Dazu fallen mir drei Gedanken ein: Erstens: Im tantrischen Buddhismus Tibets gibt es sehr viele Personen, von denen angenommen wir, dass es sich um Buddhas (bzw. um Bodhisattvas) handelt. Dazu zählen die beiden aktuellen Karmapas (deren Anhänger noch darüber streiten, wer der echte ist) oder das größte buddhistische Idol der Gegenwart „Seine Heiligkeit der Vierzehnte Dalai Lama“. In diesem Milieu, das übrigens in buddhistischen Kreisen (z.B. in der DBU) und in Teilen der (unkritischen) Öffentlichkeit über Einfluss und übertriebene Sympathie verfügt, ist es ganz normal, dass bestimmte Führer als „Buddhas“ bezeichnet und verehrt werden.
Zweitens: Das Ziel des Christentums ist es wohl, sehr einfach gesagt, nach dem Tod in den Himmel zu kommen und dort bei Gott zu verweilen. Ob dieses Ziel überhaupt, oder gar von vielen, erreicht wird, das ist naturgemäß kaum zu überprüfen. Der Buddhismus behauptet dagegen, dass sein Ziel die Erlangung der Buddhaschaft ist (die Dritte Edle Wahrheit) und dies mag auch im Leben passieren und nicht erst nach dem Tode. Der Nichiren-Buddhismus (das hat er übrigens mit dem tantrischen Buddhismus gemeinsam) behauptet zusätzlich, dass er die richtige Methode lehrt, um in einem und in diesem Leben die Buddhaschaft zu erlangen. Und das sollte überprüfbar sein. Insofern wundere ich mich, dass du dich darüber wunderst, dass die Buddhaschaft Ikeda zuerkannt wird, aber den vielen Millionen seiner Anhänger nicht. Die Methode muss sich ja in der Praxis beweisen und das wird ja von der Soka Gakkai auch ausdrücklich so gelehrt.

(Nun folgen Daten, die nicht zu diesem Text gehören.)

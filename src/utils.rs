use std::time::{Duration, Instant};

/// Format a `Duration` as a human-readable string with automatic unit scaling.
///
/// Produces output like `1.94ms` or `2.34s` using Rust's Debug format.
pub fn fmt_duration(d: Duration) -> String {
    format!("{d:.2?}")
}

/// Whole milliseconds in `d`, saturating at `u64::MAX`.
pub fn duration_ms(d: Duration) -> u64 {
    u64::try_from(d.as_millis()).unwrap_or(u64::MAX)
}

/// Log a warning if the elapsed time since `start` exceeds `threshold`.
pub fn log_if_slow(start: Instant, threshold: Duration, label: &str) {
    let elapsed = start.elapsed();
    if elapsed > threshold {
        tracing::warn!(duration = fmt_duration(elapsed), "slow operation: {label}");
    }
}
//! Sort columns and the record comparator.

use crate::market::MarketRecord;
use serde::Serialize;
use std::cmp::Ordering;
use std::str::FromStr;

/// Sortable record field.
#[derive(Debug, Clone, Copy, PartialEq, Eq, Default, Serialize)]
#[serde(rename_all = "camelCase")]
pub enum SortColumn {
    Code,
    Name,
    Segment,
    ClassificationCode,
    ClassificationName,
    TotalValue,
    #[default]
    DailyNetInflow,
    NetInflowRatio,
    RecentVolatility,
    Latest7dInflow,
    LastUpdated,
    Status,
    Provenance,
}

impl SortColumn {
    pub const ALL: [SortColumn; 13] = [
        Self::Code,
        Self::Name,
        Self::Segment,
        Self::ClassificationCode,
        Self::ClassificationName,
        Self::TotalValue,
        Self::DailyNetInflow,
        Self::NetInflowRatio,
        Self::RecentVolatility,
        Self::Latest7dInflow,
        Self::LastUpdated,
        Self::Status,
        Self::Provenance,
    ];

    pub fn as_str(self) -> &'static str {
        match self {
            Self::Code => "code",
            Self::Name => "name",
            Self::Segment => "segment",
            Self::ClassificationCode => "classificationCode",
            Self::ClassificationName => "classificationName",
            Self::TotalValue => "totalValue",
            Self::DailyNetInflow => "dailyNetInflow",
            Self::NetInflowRatio => "netInflowRatio",
            Self::RecentVolatility => "recentVolatility",
            Self::Latest7dInflow => "latest7dInflow",
            Self::LastUpdated => "lastUpdated",
            Self::Status => "status",
            Self::Provenance => "provenance",
        }
    }
}

/// Accepts camelCase, snake_case and kebab-case spellings, case-insensitively.
impl FromStr for SortColumn {
    type Err = ();

    fn from_str(s: &str) -> Result<Self, Self::Err> {
        let folded: String = s.chars().filter(|c| *c != '_' && *c != '-').collect();
        Self::ALL
            .into_iter()
            .find(|column| column.as_str().eq_ignore_ascii_case(&folded))
            .ok_or(())
    }
}

#[derive(Debug, Clone, Copy, PartialEq, Eq, Default, Serialize)]
#[serde(rename_all = "lowercase")]
pub enum SortDirection {
    Asc,
    #[default]
    Desc,
}

impl FromStr for SortDirection {
    type Err = ();

    fn from_str(s: &str) -> Result<Self, Self::Err> {
        match s.to_ascii_lowercase().as_str() {
            "asc" | "ascending" => Ok(Self::Asc),
            "desc" | "descending" => Ok(Self::Desc),
            _ => Err(()),
        }
    }
}

/// Ascending order on `column`, ties broken by record key.
///
/// Keys are unique within a snapshot, so this is a total order and the
/// descending order is its exact reverse.
pub fn compare(column: SortColumn, a: &MarketRecord, b: &MarketRecord) -> Ordering {
    let primary = match column {
        SortColumn::Code => a.code.cmp(&b.code),
        SortColumn::Name => a.name.cmp(&b.name),
        SortColumn::Segment => a.segment.cmp(&b.segment),
        SortColumn::ClassificationCode => a.classification_code.cmp(&b.classification_code),
        SortColumn::ClassificationName => a.classification_name.cmp(&b.classification_name),
        SortColumn::TotalValue => a.total_value.total_cmp(&b.total_value),
        SortColumn::DailyNetInflow => a.daily_net_inflow.total_cmp(&b.daily_net_inflow),
        SortColumn::NetInflowRatio => a.net_inflow_ratio.total_cmp(&b.net_inflow_ratio),
        SortColumn::RecentVolatility => a.recent_volatility.total_cmp(&b.recent_volatility),
        SortColumn::Latest7dInflow => a.latest_7d_inflow.total_cmp(&b.latest_7d_inflow),
        SortColumn::LastUpdated => a.last_updated.cmp(&b.last_updated),
        SortColumn::Status => a.status.as_str().cmp(b.status.as_str()),
        SortColumn::Provenance => a.provenance.as_str().cmp(b.provenance.as_str()),
    };
    primary.then_with(|| a.cmp_key(b))
}

/// Sort `records` in place by `column` in `direction`.
pub fn sort_records(records: &mut [&MarketRecord], column: SortColumn, direction: SortDirection) {
    match direction {
        SortDirection::Asc => records.sort_unstable_by(|a, b| compare(column, a, b)),
        SortDirection::Desc => records.sort_unstable_by(|a, b| compare(column, b, a)),
    }
}
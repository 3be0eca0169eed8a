//! Application configuration.
//!
//! Values are merged from an optional TOML file (path from `MARKETFLOW_CONFIG`,
//! default `marketflow.toml`) and then raw environment variables, so
//! `REFRESH_INTERVAL=2m` overrides `refresh_interval = "5m"` in the file.

use crate::market::Segment;
use crate::refresh::AggregatorSettings;
use anyhow::{Context, bail};
use figment::Figment;
use figment::providers::{Env, Format, Toml};
use fundu::{DurationParser, TimeUnit};
use serde::{Deserialize, Deserializer};
use std::collections::HashSet;
use std::time::Duration;
use tracing::warn;

pub const CONFIG_PATH_VAR: &str = "MARKETFLOW_CONFIG";
pub const DEFAULT_CONFIG_PATH: &str = "marketflow.toml";

#[derive(Debug, Clone, Deserialize)]
pub struct Config {
    /// Level for this crate's own log targets; dependencies stay at `warn`.
    #[serde(default = "default_log_level")]
    pub log_level: String,
    #[serde(default = "default_port")]
    pub port: u16,
    /// PostgreSQL connection string. Persistence is disabled when absent.
    #[serde(default)]
    pub database_url: Option<String>,
    #[serde(default = "default_refresh_interval", deserialize_with = "duration")]
    pub refresh_interval: Duration,
    #[serde(default = "default_fetch_timeout", deserialize_with = "duration")]
    pub fetch_timeout: Duration,
    #[serde(default = "default_cycle_deadline", deserialize_with = "duration")]
    pub cycle_deadline: Duration,
    /// Grace period for in-flight work at shutdown.
    #[serde(default = "default_shutdown_timeout", deserialize_with = "duration")]
    pub shutdown_timeout: Duration,
    #[serde(default = "default_max_concurrent_fetches")]
    pub max_concurrent_fetches: usize,
    #[serde(default = "default_persist_batch_size")]
    pub persist_batch_size: usize,
    #[serde(default = "default_segments")]
    pub segments: Vec<Segment>,
}

impl Config {
    /// Load from the file named by `MARKETFLOW_CONFIG` (if present) and the environment.
    pub fn load() -> anyhow::Result<Self> {
        let path =
            std::env::var(CONFIG_PATH_VAR).unwrap_or_else(|_| DEFAULT_CONFIG_PATH.to_owned());
        let config: Config = Self::figment(&path)
            .extract()
            .with_context(|| format!("Failed to load config (file: {path})"))?;
        config.validate()?;
        Ok(config)
    }

    pub fn figment(path: &str) -> Figment {
        Figment::new()
            .merge(Toml::file(path))
            .merge(Env::raw().ignore(&[CONFIG_PATH_VAR]))
    }

    /// Reject configurations the refresh pipeline cannot run with.
    pub fn validate(&self) -> anyhow::Result<()> {
        if self.segments.is_empty() {
            bail!("at least one segment must be configured");
        }

        let mut ids = HashSet::new();
        for segment in &self.segments {
            if segment.id.trim().is_empty() {
                bail!("segment ids must not be empty");
            }
            if !ids.insert(segment.id.to_ascii_lowercase()) {
                bail!("duplicate segment id '{}'", segment.id);
            }
            if segment.code_prefix.is_empty() {
                bail!("segment '{}' has an empty code prefix", segment.id);
            }
        }

        if self.refresh_interval.is_zero() {
            bail!("refresh_interval must be greater than zero");
        }
        if self.cycle_deadline < self.fetch_timeout {
            warn!(
                fetch_timeout = ?self.fetch_timeout,
                cycle_deadline = ?self.cycle_deadline,
                "Cycle deadline is shorter than the per-fetch timeout"
            );
        }
        Ok(())
    }

    pub fn aggregator_settings(&self) -> AggregatorSettings {
        AggregatorSettings {
            fetch_timeout: self.fetch_timeout,
            cycle_deadline: self.cycle_deadline,
            max_concurrent_fetches: self.max_concurrent_fetches,
        }
    }
}

impl Default for Config {
    fn default() -> Self {
        Self {
            log_level: default_log_level(),
            port: default_port(),
            database_url: None,
            refresh_interval: default_refresh_interval(),
            fetch_timeout: default_fetch_timeout(),
            cycle_deadline: default_cycle_deadline(),
            shutdown_timeout: default_shutdown_timeout(),
            max_concurrent_fetches: default_max_concurrent_fetches(),
            persist_batch_size: default_persist_batch_size(),
            segments: default_segments(),
        }
    }
}

fn default_log_level() -> String {
    "info".to_owned()
}

fn default_port() -> u16 {
    8080
}

fn default_refresh_interval() -> Duration {
    Duration::from_secs(5 * 60)
}

fn default_fetch_timeout() -> Duration {
    Duration::from_secs(8)
}

fn default_cycle_deadline() -> Duration {
    Duration::from_secs(20)
}

fn default_shutdown_timeout() -> Duration {
    Duration::from_secs(5)
}

fn default_max_concurrent_fetches() -> usize {
    4
}

fn default_persist_batch_size() -> usize {
    crate::data::persistence::DEFAULT_BATCH_SIZE
}

fn default_segments() -> Vec<Segment> {
    vec![
        Segment::new("main", "Main Board", "MB", 25),
        Segment::new("growth", "Growth Board", "GB", 20),
        Segment::new("innovation", "Innovation Tier", "IT", 15),
        Segment::new("basic", "Basic Tier", "BT", 10),
    ]
}

/// Parse a duration from a bare number of seconds or a string like `"5m"`,
/// `"8s"` or `"750ms"`.
fn duration<'de, D>(deserializer: D) -> Result<Duration, D::Error>
where
    D: Deserializer<'de>,
{
    #[derive(Deserialize)]
    #[serde(untagged)]
    enum Raw {
        Seconds(u64),
        Text(String),
    }

    match Raw::deserialize(deserializer)? {
        Raw::Seconds(secs) => Ok(Duration::from_secs(secs)),
        Raw::Text(text) => parse_duration(&text).map_err(serde::de::Error::custom),
    }
}

pub fn parse_duration(text: &str) -> Result<Duration, String> {
    let parser = DurationParser::with_time_units(&[
        TimeUnit::MilliSecond,
        TimeUnit::Second,
        TimeUnit::Minute,
        TimeUnit::Hour,
    ]);
    let parsed = parser
        .parse(text.trim())
        .map_err(|e| format!("invalid duration '{text}': {e}"))?;
    Duration::try_from(parsed).map_err(|e| format!("invalid duration '{text}': {e}"))
}
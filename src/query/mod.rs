//! Filtered, sorted and paginated reads against the live snapshot.
//!
//! Every read clones the current `Arc<Snapshot>` and works on that handle
//! alone, so a query never waits on, or observes part of, a refresh.

pub mod sort;
pub mod stats;

use crate::cache::{CacheUninitialized, SnapshotCache};
use crate::market::{MarketRecord, Provenance, Snapshot};
use serde::{Deserialize, Serialize};
use tracing::debug;
use unicode_normalization::UnicodeNormalization;

pub use sort::{SortColumn, SortDirection};
pub use stats::FlowStats;

pub const DEFAULT_PAGE_SIZE: usize = 20;
pub const MAX_PAGE_SIZE: usize = 500;

#[derive(Debug, Clone, PartialEq, Eq, thiserror::Error)]
pub enum QueryError {
    #[error(transparent)]
    CacheUninitialized(#[from] CacheUninitialized),
    #[error("invalid {field} filter: {value}")]
    InvalidFilter { field: &'static str, value: String },
}

/// Filter, sort and page parameters. Absent filters match everything.
#[derive(Debug, Clone, Default, Deserialize)]
#[serde(default, rename_all = "camelCase")]
pub struct RecordQuery {
    /// Segment id, case-insensitive.
    pub segment: Option<String>,
    /// Classification code, case-insensitive.
    pub classification: Option<String>,
    /// `live` or `synthetic`.
    pub provenance: Option<String>,
    /// Substring of code or name, case- and accent-insensitive.
    #[serde(alias = "query", alias = "search")]
    pub q: Option<String>,
    pub sort_by: Option<String>,
    pub sort_dir: Option<String>,
    /// Zero-based page index.
    pub page: usize,
    pub page_size: Option<usize>,
}

/// One page of query results plus the totals needed to page through the rest.
#[derive(Debug, Clone, Serialize)]
#[serde(rename_all = "camelCase")]
pub struct RecordPage {
    pub records: Vec<MarketRecord>,
    pub total_count: usize,
    pub total_pages: usize,
    pub page: usize,
    pub page_size: usize,
    pub sort_by: SortColumn,
    pub sort_dir: SortDirection,
    /// Generation of the snapshot this page was read from.
    pub generation: u64,
}

/// Read-side entry point; clone-cheap.
#[derive(Clone)]
pub struct QueryService {
    cache: SnapshotCache,
}

impl QueryService {
    pub fn new(cache: SnapshotCache) -> Self {
        Self { cache }
    }

    pub fn query(&self, query: &RecordQuery) -> Result<RecordPage, QueryError> {
        let snapshot = self.cache.current()?;
        run_query(&snapshot, query)
    }

    pub fn stats(&self) -> Result<FlowStats, QueryError> {
        let snapshot = self.cache.current()?;
        Ok(FlowStats::compute(&snapshot))
    }
}

/// Run `query` against one snapshot.
pub fn run_query(snapshot: &Snapshot, query: &RecordQuery) -> Result<RecordPage, QueryError> {
    let filter = RecordFilter::from_query(query)?;
    let sort_by = resolve_sort_column(query.sort_by.as_deref());
    let sort_dir = resolve_sort_direction(query.sort_dir.as_deref());
    let page_size = query
        .page_size
        .unwrap_or(DEFAULT_PAGE_SIZE)
        .clamp(1, MAX_PAGE_SIZE);

    let mut matched: Vec<&MarketRecord> =
        snapshot.records().filter(|r| filter.matches(r)).collect();
    sort::sort_records(&mut matched, sort_by, sort_dir);

    let total_count = matched.len();
    let total_pages = total_count.div_ceil(page_size);
    let records = matched
        .into_iter()
        .skip(query.page.saturating_mul(page_size))
        .take(page_size)
        .cloned()
        .collect();

    Ok(RecordPage {
        records,
        total_count,
        total_pages,
        page: query.page,
        page_size,
        sort_by,
        sort_dir,
        generation: snapshot.generation(),
    })
}

fn resolve_sort_column(requested: Option<&str>) -> SortColumn {
    match requested.map(str::trim).filter(|s| !s.is_empty()) {
        None => SortColumn::default(),
        Some(name) => name.parse().unwrap_or_else(|()| {
            debug!(
                requested = name,
                fallback = SortColumn::default().as_str(),
                "Unknown sort field, using default"
            );
            SortColumn::default()
        }),
    }
}

fn resolve_sort_direction(requested: Option<&str>) -> SortDirection {
    match requested.map(str::trim).filter(|s| !s.is_empty()) {
        None => SortDirection::default(),
        Some(dir) => dir.parse().unwrap_or_else(|()| {
            debug!(requested = dir, "Unknown sort direction, using default");
            SortDirection::default()
        }),
    }
}

/// Lowercase, decompose, and drop combining marks, so "Café" matches "cafe".
pub fn fold_for_search(s: &str) -> String {
    s.to_lowercase()
        .nfd()
        .filter(|c| !unicode_normalization::char::is_combining_mark(*c))
        .collect()
}

struct RecordFilter<'q> {
    segment: Option<&'q str>,
    classification: Option<&'q str>,
    provenance: Option<Provenance>,
    text: Option<String>,
}

impl<'q> RecordFilter<'q> {
    fn from_query(query: &'q RecordQuery) -> Result<Self, QueryError> {
        let non_empty = |value: &'q Option<String>| {
            value.as_deref().map(str::trim).filter(|s| !s.is_empty())
        };

        let provenance = non_empty(&query.provenance)
            .map(|value| {
                value.parse::<Provenance>().map_err(|_| QueryError::InvalidFilter {
                    field: "provenance",
                    value: value.to_owned(),
                })
            })
            .transpose()?;

        Ok(Self {
            segment: non_empty(&query.segment),
            classification: non_empty(&query.classification),
            provenance,
            text: non_empty(&query.q).map(fold_for_search),
        })
    }

    fn matches(&self, record: &MarketRecord) -> bool {
        if let Some(segment) = self.segment
            && !record.segment.eq_ignore_ascii_case(segment)
        {
            return false;
        }
        if let Some(classification) = self.classification
            && !record.classification_code.eq_ignore_ascii_case(classification)
        {
            return false;
        }
        if let Some(provenance) = self.provenance
            && record.provenance != provenance
        {
            return false;
        }
        match &self.text {
            None => true,
            Some(needle) => {
                fold_for_search(&record.code).contains(needle.as_str())
                    || fold_for_search(&record.name).contains(needle.as_str())
            }
        }
    }
}
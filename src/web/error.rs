//! JSON error responses for the API.

use axum::http::StatusCode;
use axum::response::{IntoResponse, Json, Response};
use serde::Serialize;
use tracing::warn;

use crate::query::QueryError;

/// Machine-readable error codes returned in the `code` field.
#[derive(Debug, Clone, Copy, PartialEq, Eq, Serialize)]
#[serde(rename_all = "SCREAMING_SNAKE_CASE")]
pub enum ApiErrorCode {
    /// No snapshot has been published yet.
    NotInitialized,
    InvalidFilter,
    InternalError,
}

impl ApiErrorCode {
    pub fn status(self) -> StatusCode {
        match self {
            Self::NotInitialized => StatusCode::SERVICE_UNAVAILABLE,
            Self::InvalidFilter => StatusCode::BAD_REQUEST,
            Self::InternalError => StatusCode::INTERNAL_SERVER_ERROR,
        }
    }
}

#[derive(Debug, Clone, Serialize)]
pub struct ApiError {
    pub code: ApiErrorCode,
    pub message: String,
}

impl ApiError {
    pub fn new(code: ApiErrorCode, message: impl Into<String>) -> Self {
        Self {
            code,
            message: message.into(),
        }
    }

    pub fn internal_error(message: impl Into<String>) -> Self {
        Self::new(ApiErrorCode::InternalError, message)
    }
}

impl From<QueryError> for ApiError {
    fn from(err: QueryError) -> Self {
        match err {
            QueryError::CacheUninitialized(_) => Self::new(
                ApiErrorCode::NotInitialized,
                "Market data is still loading, retry shortly",
            ),
            QueryError::InvalidFilter { .. } => {
                Self::new(ApiErrorCode::InvalidFilter, err.to_string())
            }
        }
    }
}

impl IntoResponse for ApiError {
    fn into_response(self) -> Response {
        let status = self.code.status();
        if status.is_server_error() && status != StatusCode::SERVICE_UNAVAILABLE {
            warn!(code = ?self.code, message = %self.message, "API request failed");
        }
        (status, Json(self)).into_response()
    }
}
//! Health and status handlers.

use axum::extract::State;
use axum::response::Json;
use chrono::{DateTime, Utc};
use serde::Serialize;
use serde_json::{Value, json};
use std::collections::BTreeMap;
use tracing::trace;

use crate::refresh::RefreshCycle;
use crate::state::{AppState, ServiceStatus};

#[derive(Serialize)]
#[serde(rename_all = "camelCase")]
pub struct ServiceInfo {
    status: ServiceStatus,
    updated_secs_ago: u64,
}

#[derive(Serialize)]
#[serde(rename_all = "camelCase")]
pub struct CacheInfo {
    initialized: bool,
    generation: Option<u64>,
    generated_at: Option<DateTime<Utc>>,
    records: usize,
}

#[derive(Serialize)]
#[serde(rename_all = "camelCase")]
pub struct StatusResponse {
    status: ServiceStatus,
    version: String,
    commit: String,
    services: BTreeMap<String, ServiceInfo>,
    cache: CacheInfo,
    refresh_in_progress: bool,
    refresh_interval_secs: u64,
    last_cycle: Option<RefreshCycle>,
}

/// Health check endpoint
pub(super) async fn health() -> Json<Value> {
    trace!("health check requested");
    Json(json!({
        "status": "healthy",
        "timestamp": Utc::now().to_rfc3339()
    }))
}

/// Status endpoint showing service, cache, and refresh state
pub(super) async fn status(State(state): State<AppState>) -> Json<StatusResponse> {
    let services: BTreeMap<String, ServiceInfo> = state
        .service_statuses
        .all()
        .into_iter()
        .map(|(name, status, updated_secs_ago)| {
            (
                name,
                ServiceInfo {
                    status,
                    updated_secs_ago,
                },
            )
        })
        .collect();

    let snapshot = state.scheduler.cache().current().ok();
    let cache = CacheInfo {
        initialized: snapshot.is_some(),
        generation: snapshot.as_ref().map(|s| s.generation()),
        generated_at: snapshot.as_ref().map(|s| s.generated_at()),
        records: snapshot.as_ref().map_or(0, |s| s.len()),
    };

    let overall_status = if services
        .values()
        .any(|s| matches!(s.status, ServiceStatus::Error))
    {
        ServiceStatus::Error
    } else if !cache.initialized {
        ServiceStatus::Starting
    } else {
        ServiceStatus::Active
    };

    Json(StatusResponse {
        status: overall_status,
        version: env!("CARGO_PKG_VERSION").to_string(),
        commit: env!("GIT_COMMIT_HASH").to_string(),
        services,
        cache,
        refresh_in_progress: state.scheduler.is_refreshing(),
        refresh_interval_secs: state.scheduler.interval().as_secs(),
        last_cycle: state.scheduler.last_cycle(),
    })
}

Und drittens: Die Erlangung der Buddhaschaft, die ja nach Nichiren überhaupt nicht von den neun Zuständen der Nicht-Buddhaschaft getrennt ist, wird jedem verhießen, der mit tiefem Glauben die Fünf Schriftzeichen rezitiert. Diese Verheißung und das dahinter stehende Konzept dessen, was Buddhaschaft genannt wird und in welchem untrenntbaren Zusammenhang es mit der Existenz eines normalen Menschen steht (Ichinen Sanzen) – das ist doch das charakteristische Merkmal des Nichiren-Buddhismus. Insofern kann doch Buddhaschaft – von wem auch immer – gar nicht als etwas Exklusives angesehen werden, oder liege ich falsch?